I assume of course, because I’m in church, that there must be some divine wireless connection that will be available to me, with download speeds that would let me get The Fast and the Furious from bit torrent in less than 5 minutes. I wouldn’t even have to search for it. I’ll just open my computer, it’ll begin to glow, and I’ll be instantly connected to Godnet. And it will be fast. And furious.

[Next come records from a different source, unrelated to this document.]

//! Command-line interface for flightinfo.
//!
//! This module provides the CLI structure, command definitions and the plain
//! text rendering used by the `flightinfo` binary.

mod commands;
pub mod render;

use std::path::PathBuf;

use clap::{Parser, Subcommand};

pub use commands::{AirportCommand, ConfigCommand, FlightCommand, RouteCommand};

/// flightinfo - Look up flight status, routes and airports
///
/// Queries the configured flight data sources, merges what they know into one
/// record, and adds distance, duration and progress figures.
#[derive(Debug, Parser)]
#[command(name = "flightinfo")]
#[command(author, version, about, long_about = None)]
#[command(propagate_version = true)]
pub struct Cli {
    /// Path to custom configuration file
    #[arg(short, long, global = true, value_name = "FILE")]
    pub config: Option<PathBuf>,

    /// Increase verbosity (-v for debug, -vv for trace)
    #[arg(short, long, action = clap::ArgAction::Count, global = true)]
    pub verbose: u8,

    /// Suppress all output except errors
    #[arg(short, long, global = true)]
    pub quiet: bool,

    /// The command to execute
    #[command(subcommand)]
    pub command: Command,
}

/// Available commands.
#[derive(Debug, Subcommand)]
pub enum Command {
    /// Look up a flight by number
    Flight(FlightCommand),

    /// List flights between two airports
    Route(RouteCommand),

    /// Look up an airport by code or name
    Airport(AirportCommand),

    /// View or check configuration
    #[command(subcommand)]
    Config(ConfigCommand),
}

impl Cli {
    /// Get the verbosity level based on flags.
    #[must_use]
    pub fn verbosity(&self) -> crate::logging::Verbosity {
        crate::logging::Verbosity::from_flags(self.verbose, self.quiet)
    }
}

#[cfg(test)]
mod tests {
    use super::*;
    use clap::CommandFactory;

    fn cli_with(verbose: u8, quiet: bool) -> Cli {
        Cli {
            config: None,
            verbose,
            quiet,
            command: Command::Config(ConfigCommand::Path),
        }
    }

    #[test]
    fn test_cli_name() {
        let cli = Cli::command();
        assert_eq!(cli.get_name(), "flightinfo");
    }

    #[test]
    fn test_verbosity_flags() {
        use crate::logging::Verbosity;

        assert_eq!(cli_with(0, true).verbosity(), Verbosity::Quiet);
        assert_eq!(cli_with(2, true).verbosity(), Verbosity::Quiet);
        assert_eq!(cli_with(0, false).verbosity(), Verbosity::Normal);
        assert_eq!(cli_with(1, false).verbosity(), Verbosity::Verbose);
        assert_eq!(cli_with(3, false).verbosity(), Verbosity::Trace);
    }

    #[test]
    fn test_cli_verify() {
        Cli::command().debug_assert();
    }

    #[test]
    fn test_parse_flight() {
        let cli = Cli::try_parse_from(["flightinfo", "flight", "FR8123", "--json"]).unwrap();
        let Command::Flight(cmd) = cli.command else {
            panic!("expected flight command");
        };
        assert_eq!(cmd.number, "FR8123");
        assert!(cmd.json);
    }

    #[test]
    fn test_parse_route() {
        let cli = Cli::try_parse_from(["flightinfo", "route", "KRK", "STN"]).unwrap();
        let Command::Route(cmd) = cli.command else {
            panic!("expected route command");
        };
        assert_eq!((cmd.from.as_str(), cmd.to.as_str()), ("KRK", "STN"));
        assert!(!cmd.json);
    }

    #[test]
    fn test_parse_route_requires_destination() {
        assert!(Cli::try_parse_from(["flightinfo", "route", "KRK"]).is_err());
    }

    #[test]
    fn test_parse_airport() {
        let cli = Cli::try_parse_from(["flightinfo", "airport", "Luanda"]).unwrap();
        assert!(matches!(cli.command, Command::Airport(_)));
    }

    #[test]
    fn test_parse_config_validate() {
        let cli =
            Cli::try_parse_from(["flightinfo", "config", "validate", "-f", "/tmp/c.toml"]).unwrap();
        assert!(matches!(
            cli.command,
            Command::Config(ConfigCommand::Validate { file: Some(_) })
        ));
    }

    #[test]
    fn test_parse_with_config() {
        let args = ["flightinfo", "-c", "/custom/config.toml", "flight", "LO281"];
        let cli = Cli::try_parse_from(args).unwrap();
        assert_eq!(cli.config, Some(PathBuf::from("/custom/config.toml")));
    }

    #[test]
    fn test_parse_with_verbose() {
        let cli = Cli::try_parse_from(["flightinfo", "-vv", "flight", "LO281"]).unwrap();
        assert_eq!(cli.verbose, 2);
    }

    #[test]
    fn test_parse_with_quiet() {
        let cli = Cli::try_parse_from(["flightinfo", "flight", "LO281", "-q"]).unwrap();
        assert!(cli.quiet);
    }
}
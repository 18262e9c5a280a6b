//! Flight and airport data sources.
//!
//! Each adapter turns one provider's response shape into a fragment. Adapters
//! keep "not found" and "failed" apart:
//!
//! - `Ok(None)`: the source answered but knows nothing about the key.
//! - `Err(SourceFailure)`: network error, non-2xx status, unparseable payload
//!   or timeout.
//!
//! The aggregator tolerates absence and logs failures; neither reaches the
//! caller directly.

mod airports;
mod http;
mod live;
mod schedule;
mod timetable;

#[cfg(test)]
pub(crate) mod testing;

use std::time::Duration;

use async_trait::async_trait;
use thiserror::Error;

use crate::model::{AirportFragment, FlightFragment};
use crate::navmath::parse_clock;

pub use airports::AirportMetadataSource;
pub use http::{HttpClient, HttpResponse, ReqwestClient};
pub use live::{LiveSource, LiveSourceOptions};
pub use schedule::{ScheduleRecord, ScheduleSource};
pub use timetable::TimetableSource;

/// Why a source failed.
#[derive(Debug, Clone, PartialEq, Eq, Error)]
pub enum FailureCause {
    /// The request could not be sent or the response could not be read.
    #[error("network error: {0}")]
    Network(String),

    /// The source answered with a non-success status.
    #[error("unexpected HTTP status {0}")]
    Status(u16),

    /// The payload did not have the expected shape.
    #[error("unparseable payload: {0}")]
    Parse(String),

    /// The source did not answer in time.
    #[error("timed out after {0:?}")]
    Timeout(Duration),
}

/// A hard failure of one source.
#[derive(Debug, Clone, PartialEq, Eq, Error)]
#[error("source '{source_name}' failed: {cause}")]
pub struct SourceFailure {
    /// Name of the failing source.
    pub source_name: &'static str,
    /// What went wrong.
    pub cause: FailureCause,
}

impl SourceFailure {
    /// Create a failure for the named source.
    #[must_use]
    pub fn new(source_name: &'static str, cause: FailureCause) -> Self {
        Self { source_name, cause }
    }

    /// Check if this failure was a timeout.
    #[must_use]
    pub fn is_timeout(&self) -> bool {
        matches!(self.cause, FailureCause::Timeout(_))
    }
}

/// Result type for source operations.
pub type SourceResult<T> = std::result::Result<T, SourceFailure>;

/// A source of per-flight data, keyed by flight number.
#[async_trait]
pub trait FlightSource: Send + Sync {
    /// Name of this source (for logging and failure reports).
    fn name(&self) -> &'static str;

    /// Fetch what this source knows about a flight.
    ///
    /// # Errors
    ///
    /// Returns a [`SourceFailure`] if the source could not be queried.
    async fn fetch_flight(&self, flight_number: &str) -> SourceResult<Option<FlightFragment>>;
}

/// A source of airport metadata, keyed by IATA code or free-text name.
#[async_trait]
pub trait AirportSource: Send + Sync {
    /// Name of this source.
    fn name(&self) -> &'static str;

    /// Resolve an airport by code or name.
    ///
    /// # Errors
    ///
    /// Returns a [`SourceFailure`] if the source could not be queried.
    async fn fetch_airport(&self, query: &str) -> SourceResult<Option<AirportFragment>>;
}

/// A source that can list flights between two airports.
#[async_trait]
pub trait RouteSource: Send + Sync {
    /// Name of this source.
    fn name(&self) -> &'static str;

    /// List candidate flights from `from` to `to`.
    ///
    /// # Errors
    ///
    /// Returns a [`SourceFailure`] if the source could not be queried.
    async fn fetch_route(&self, from: &str, to: &str) -> SourceResult<Vec<FlightFragment>>;
}

/// Trimmed, non-empty string or nothing.
pub(crate) fn non_blank(value: Option<String>) -> Option<String> {
    value
        .map(|v| v.trim().to_string())
        .filter(|v| !v.is_empty())
}

/// Upper-cased airport code, or nothing.
pub(crate) fn airport_code(value: Option<String>) -> Option<String> {
    non_blank(value).map(|v| v.to_uppercase())
}

/// Clock time normalized to `HH:MM`; malformed values are dropped.
pub(crate) fn clock_time(value: Option<String>) -> Option<String> {
    let value = non_blank(value)?;
    parse_clock(&value)
        .ok()
        .map(|time| time.format("%H:%M").to_string())
}

#[cfg(test)]
mod tests {
    use super::*;

    #[test]
    fn test_failure_display() {
        let failure = SourceFailure::new("live", FailureCause::Status(503));
        let msg = failure.to_string();
        assert!(msg.contains("live"));
        assert!(msg.contains("503"));
    }

    #[test]
    fn test_failure_is_timeout() {
        let failure = SourceFailure::new("live", FailureCause::Timeout(Duration::from_secs(5)));
        assert!(failure.is_timeout());
        assert!(!SourceFailure::new("live", FailureCause::Status(500)).is_timeout());
    }

    #[test]
    fn test_cause_display() {
        assert!(FailureCause::Network("refused".to_string())
            .to_string()
            .contains("network"));
        assert!(FailureCause::Parse("eof".to_string())
            .to_string()
            .contains("unparseable"));
        assert!(FailureCause::Timeout(Duration::from_millis(250))
            .to_string()
            .contains("250ms"));
    }

    #[test]
    fn test_non_blank() {
        assert_eq!(non_blank(Some("  B7 ".to_string())), Some("B7".to_string()));
        assert_eq!(non_blank(Some("   ".to_string())), None);
        assert_eq!(non_blank(None), None);
    }

    #[test]
    fn test_airport_code_uppercases() {
        assert_eq!(airport_code(Some("krk".to_string())), Some("KRK".to_string()));
    }

    #[test]
    fn test_clock_time_normalizes() {
        assert_eq!(clock_time(Some("6:15".to_string())), Some("06:15".to_string()));
        assert_eq!(clock_time(Some("23:05".to_string())), Some("23:05".to_string()));
        assert_eq!(clock_time(Some("soon".to_string())), None);
        assert_eq!(clock_time(None), None);
    }
}
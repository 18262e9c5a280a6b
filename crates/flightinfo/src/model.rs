//! Core flight and airport types.
//!
//! Sources produce *fragments* ([`FlightFragment`], [`AirportFragment`]) in
//! which every field is optional. The aggregator merges fragments and turns
//! the result into a canonical [`Flight`] once the required identifiers are
//! known.

use serde::{Deserialize, Serialize};

use crate::navmath::Coordinate;

/// Canonical form of a flight number: upper-case, no whitespace.
///
/// "fr 4897" and "FR4897" name the same flight.
#[must_use]
pub fn normalize_flight_number(raw: &str) -> String {
    raw.chars()
        .filter(|c| !c.is_whitespace())
        .flat_map(char::to_uppercase)
        .collect()
}

/// Operational status of a flight.
#[derive(Debug, Clone, Copy, PartialEq, Eq, Hash, Serialize, Deserialize)]
pub enum FlightStatus {
    /// Operating to schedule.
    #[serde(rename = "On Time")]
    OnTime,
    /// Running late; see [`Flight::effective_delay_minutes`].
    Delayed,
    /// Boarding at the gate.
    Boarding,
    /// Will not operate.
    Cancelled,
}

impl FlightStatus {
    /// The display label used by the structured-lookup source.
    #[must_use]
    pub fn as_str(&self) -> &'static str {
        match self {
            Self::OnTime => "On Time",
            Self::Delayed => "Delayed",
            Self::Boarding => "Boarding",
            Self::Cancelled => "Cancelled",
        }
    }

    /// Map a provider status label onto the canonical set.
    ///
    /// Matching ignores case, spaces, hyphens and underscores. Labels that
    /// describe normal progress ("Expected", "EnRoute", "Arrived", ...) map to
    /// [`FlightStatus::OnTime`]. Unrecognised labels yield `None`.
    #[must_use]
    pub fn from_label(label: &str) -> Option<Self> {
        let key: String = label
            .chars()
            .filter(|c| !matches!(c, ' ' | '-' | '_'))
            .flat_map(char::to_lowercase)
            .collect();

        match key.as_str() {
            "ontime" | "scheduled" | "expected" | "checkin" | "enroute" | "departed"
            | "approaching" | "arrived" => Some(Self::OnTime),
            "delayed" => Some(Self::Delayed),
            "boarding" | "gateclosed" => Some(Self::Boarding),
            "cancelled" | "canceled" | "canceleduncertain" => Some(Self::Cancelled),
            _ => None,
        }
    }
}

impl std::fmt::Display for FlightStatus {
    fn fmt(&self, f: &mut std::fmt::Formatter<'_>) -> std::fmt::Result {
        f.write_str(self.as_str())
    }
}

/// Live position of an airborne aircraft.
#[derive(Debug, Clone, PartialEq, Serialize, Deserialize)]
#[serde(rename_all = "camelCase")]
pub struct Position {
    /// Where the aircraft is.
    #[serde(flatten)]
    pub coordinate: Coordinate,
    /// Altitude in feet.
    #[serde(skip_serializing_if = "Option::is_none")]
    pub altitude_ft: Option<f64>,
    /// Ground speed in km/h.
    #[serde(skip_serializing_if = "Option::is_none")]
    pub ground_speed_kmh: Option<f64>,
}

impl Position {
    /// A position with no altitude or speed information.
    #[must_use]
    pub fn at(coordinate: Coordinate) -> Self {
        Self {
            coordinate,
            altitude_ft: None,
            ground_speed_kmh: None,
        }
    }
}

/// Aircraft operating a flight.
#[derive(Debug, Clone, Default, PartialEq, Eq, Serialize, Deserialize)]
pub struct Aircraft {
    /// Aircraft model, e.g. "Boeing 737-800".
    #[serde(skip_serializing_if = "Option::is_none")]
    pub model: Option<String>,
    /// Tail registration, e.g. "SP-LWA".
    #[serde(skip_serializing_if = "Option::is_none")]
    pub registration: Option<String>,
}

/// Operating airline.
#[derive(Debug, Clone, PartialEq, Eq, Serialize, Deserialize)]
pub struct Airline {
    /// Airline name.
    pub name: String,
}

impl Airline {
    /// Create an airline from its name.
    #[must_use]
    pub fn named(name: impl Into<String>) -> Self {
        Self { name: name.into() }
    }
}

/// A resolved airport.
#[derive(Debug, Clone, PartialEq, Serialize, Deserialize)]
pub struct Airport {
    /// IATA code (unique key).
    pub iata: String,
    /// Airport name.
    #[serde(skip_serializing_if = "Option::is_none")]
    pub name: Option<String>,
    /// Airport reference point.
    #[serde(skip_serializing_if = "Option::is_none")]
    pub location: Option<Coordinate>,
    /// Size class ("small", "medium", "large").
    #[serde(skip_serializing_if = "Option::is_none")]
    pub size: Option<String>,
    /// Continent code, e.g. "EU".
    #[serde(skip_serializing_if = "Option::is_none")]
    pub continent: Option<String>,
    /// ISO country code.
    #[serde(skip_serializing_if = "Option::is_none")]
    pub country: Option<String>,
}

/// The canonical flight record returned to callers.
///
/// Always carries `flight_number`, `from` and `to`. Derived fields
/// (`duration_minutes`, `progress` and the distances) are computed per query
/// and never copied from a source.
#[derive(Debug, Clone, PartialEq, Serialize, Deserialize)]
#[serde(rename_all = "camelCase")]
pub struct Flight {
    /// Flight number, e.g. "FR8123".
    pub flight_number: String,
    /// Departure airport code.
    pub from: String,
    /// Arrival airport code.
    pub to: String,
    /// Operating airline.
    #[serde(skip_serializing_if = "Option::is_none")]
    pub airline: Option<Airline>,
    /// Local departure time, `HH:MM`.
    #[serde(skip_serializing_if = "Option::is_none")]
    pub departure_time: Option<String>,
    /// Local arrival time, `HH:MM`.
    #[serde(skip_serializing_if = "Option::is_none")]
    pub arrival_time: Option<String>,
    /// Block time in minutes (derived).
    #[serde(skip_serializing_if = "Option::is_none")]
    pub duration_minutes: Option<u32>,
    /// Operational status.
    #[serde(skip_serializing_if = "Option::is_none")]
    pub status: Option<FlightStatus>,
    /// Delay in minutes. Absent means no delay.
    #[serde(skip_serializing_if = "Option::is_none")]
    pub delay_minutes: Option<u32>,
    /// Live position, only while airborne.
    #[serde(skip_serializing_if = "Option::is_none")]
    pub location: Option<Position>,
    /// Percent of the route flown (derived).
    #[serde(skip_serializing_if = "Option::is_none")]
    pub progress: Option<f64>,
    /// Departure to arrival airport distance in km (derived).
    #[serde(skip_serializing_if = "Option::is_none")]
    pub route_distance_km: Option<f64>,
    /// Live position to arrival airport distance in km (derived).
    #[serde(skip_serializing_if = "Option::is_none")]
    pub distance_to_arrival_km: Option<f64>,
    /// Departure gate.
    #[serde(skip_serializing_if = "Option::is_none")]
    pub gate: Option<String>,
    /// Departure terminal.
    #[serde(skip_serializing_if = "Option::is_none")]
    pub terminal: Option<String>,
    /// Operating aircraft.
    #[serde(skip_serializing_if = "Option::is_none")]
    pub aircraft: Option<Aircraft>,
    /// Departure airport details.
    #[serde(skip_serializing_if = "Option::is_none")]
    pub departure_airport: Option<Airport>,
    /// Arrival airport details.
    #[serde(skip_serializing_if = "Option::is_none")]
    pub arrival_airport: Option<Airport>,
}

impl Flight {
    /// Delay in minutes, or 0 unless the flight is [`FlightStatus::Delayed`].
    #[must_use]
    pub fn effective_delay_minutes(&self) -> u32 {
        match self.status {
            Some(FlightStatus::Delayed) => self.delay_minutes.unwrap_or(0),
            _ => 0,
        }
    }

    /// Whether a live position is known.
    #[must_use]
    pub fn is_airborne(&self) -> bool {
        self.location.is_some()
    }

    /// Best point to show the flight at.
    ///
    /// The live position when known, otherwise the arrival airport.
    #[must_use]
    pub fn display_position(&self) -> Option<Coordinate> {
        self.location.as_ref().map(|p| p.coordinate).or_else(|| {
            self.arrival_airport
                .as_ref()
                .and_then(|airport| airport.location)
        })
    }
}

/// Field-level merge used to combine fragments.
pub trait Merge {
    /// Fill every field of `self` that is unset with the value from `other`.
    ///
    /// Fields already set in `self` are never overwritten.
    fn fill_from(&mut self, other: Self);
}

fn fill<T>(slot: &mut Option<T>, other: Option<T>) {
    if slot.is_none() {
        *slot = other;
    }
}

fn fill_nested<T: Merge>(slot: &mut Option<T>, other: Option<T>) {
    if let Some(other) = other {
        match slot {
            Some(current) => current.fill_from(other),
            None => *slot = Some(other),
        }
    }
}

impl Merge for Aircraft {
    fn fill_from(&mut self, other: Self) {
        fill(&mut self.model, other.model);
        fill(&mut self.registration, other.registration);
    }
}

impl Merge for Position {
    fn fill_from(&mut self, other: Self) {
        fill(&mut self.altitude_ft, other.altitude_ft);
        fill(&mut self.ground_speed_kmh, other.ground_speed_kmh);
    }
}

/// Partial airport data from one source.
#[derive(Debug, Clone, Default, PartialEq, Serialize, Deserialize)]
pub struct AirportFragment {
    /// IATA code.
    pub iata: Option<String>,
    /// Airport name.
    pub name: Option<String>,
    /// Reference point.
    pub location: Option<Coordinate>,
    /// Size class.
    pub size: Option<String>,
    /// Continent code.
    pub continent: Option<String>,
    /// ISO country code.
    pub country: Option<String>,
}

impl AirportFragment {
    /// A fragment that only knows the airport code.
    #[must_use]
    pub fn with_code(iata: impl Into<String>) -> Self {
        Self {
            iata: Some(iata.into()),
            ..Self::default()
        }
    }

    /// Whether no field is set.
    #[must_use]
    pub fn is_empty(&self) -> bool {
        *self == Self::default()
    }

    /// Convert into an [`Airport`]; requires the IATA code.
    #[must_use]
    pub fn into_airport(self) -> Option<Airport> {
        Some(Airport {
            iata: self.iata?,
            name: self.name,
            location: self.location,
            size: self.size,
            continent: self.continent,
            country: self.country,
        })
    }
}

impl Merge for AirportFragment {
    fn fill_from(&mut self, other: Self) {
        fill(&mut self.iata, other.iata);
        fill(&mut self.name, other.name);
        fill(&mut self.location, other.location);
        fill(&mut self.size, other.size);
        fill(&mut self.continent, other.continent);
        fill(&mut self.country, other.country);
    }
}

impl From<Airport> for AirportFragment {
    fn from(airport: Airport) -> Self {
        Self {
            iata: Some(airport.iata),
            name: airport.name,
            location: airport.location,
            size: airport.size,
            continent: airport.continent,
            country: airport.country,
        }
    }
}

/// Partial flight data from one source.
#[derive(Debug, Clone, Default, PartialEq, Serialize, Deserialize)]
pub struct FlightFragment {
    /// Flight number.
    pub flight_number: Option<String>,
    /// Operating airline.
    pub airline: Option<Airline>,
    /// Departure airport code.
    pub from: Option<String>,
    /// Arrival airport code.
    pub to: Option<String>,
    /// Local departure time, `HH:MM`.
    pub departure_time: Option<String>,
    /// Local arrival time, `HH:MM`.
    pub arrival_time: Option<String>,
    /// Operational status.
    pub status: Option<FlightStatus>,
    /// Delay in minutes.
    pub delay_minutes: Option<u32>,
    /// Live position.
    pub location: Option<Position>,
    /// Departure gate.
    pub gate: Option<String>,
    /// Departure terminal.
    pub terminal: Option<String>,
    /// Operating aircraft.
    pub aircraft: Option<Aircraft>,
    /// Departure airport details.
    pub departure_airport: Option<AirportFragment>,
    /// Arrival airport details.
    pub arrival_airport: Option<AirportFragment>,
}

impl FlightFragment {
    /// Whether no field is set.
    #[must_use]
    pub fn is_empty(&self) -> bool {
        *self == Self::default()
    }
}

impl Merge for FlightFragment {
    fn fill_from(&mut self, other: Self) {
        fill(&mut self.flight_number, other.flight_number);
        fill(&mut self.airline, other.airline);
        fill(&mut self.from, other.from);
        fill(&mut self.to, other.to);
        fill(&mut self.departure_time, other.departure_time);
        fill(&mut self.arrival_time, other.arrival_time);
        fill(&mut self.status, other.status);
        fill(&mut self.delay_minutes, other.delay_minutes);
        fill_nested(&mut self.location, other.location);
        fill(&mut self.gate, other.gate);
        fill(&mut self.terminal, other.terminal);
        fill_nested(&mut self.aircraft, other.aircraft);
        fill_nested(&mut self.departure_airport, other.departure_airport);
        fill_nested(&mut self.arrival_airport, other.arrival_airport);
    }
}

This of course does not work because god is magic and wireless internet is not and cross-platform software that would converge the two has yet to be written. Still in need of a wireless connection, I check the available networks in my laptop’s menu bar. To my luck I find the church’s own network. It’s locked. Feeling I have something brilliant to blog about, I feverishly start trying different passwords in the hope of somehow stealing wireless bandwidth from Christianity itself. I try all the usual suspects. J-E-S-U-S-I-S-B-E-S-T, G-O-D-1, H-O-L-Y-G-H-O-S-T. Nothing seems to be working. I’m looking for a sign. Anything that will allow me to get on Miabifilms and/or check to see how my fantasy baseball team did last night.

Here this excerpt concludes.